> [Directions for this task]:
Scan the entries for lines with "props" and say how many there are, with nothing more.

> [Information shown]:

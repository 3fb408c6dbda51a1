pub mod ability;
pub mod common;
pub mod modifier;
pub mod player;
pub mod props;
pub mod unit;

pub use ability::{Ability, AbilityKind, BenchedAbility};
pub use common::{
    AbilityId, ModifierHandle, ModifierId, PlayerId, Position, RuneId, ShopId, Source, TreeId,
    UnitId,
};
pub use modifier::{Modifier, ModifierChange, ModifierKind};
pub use player::{Card, DeploymentZone, Player};
pub use props::{Rune, RuneType, Shop, Tree};
pub use unit::{
    Attack, BaseStats, BonusStats, HeroState, SpecialState, StatField, Status, Unit, UnitKind,
};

> [Your response]:
2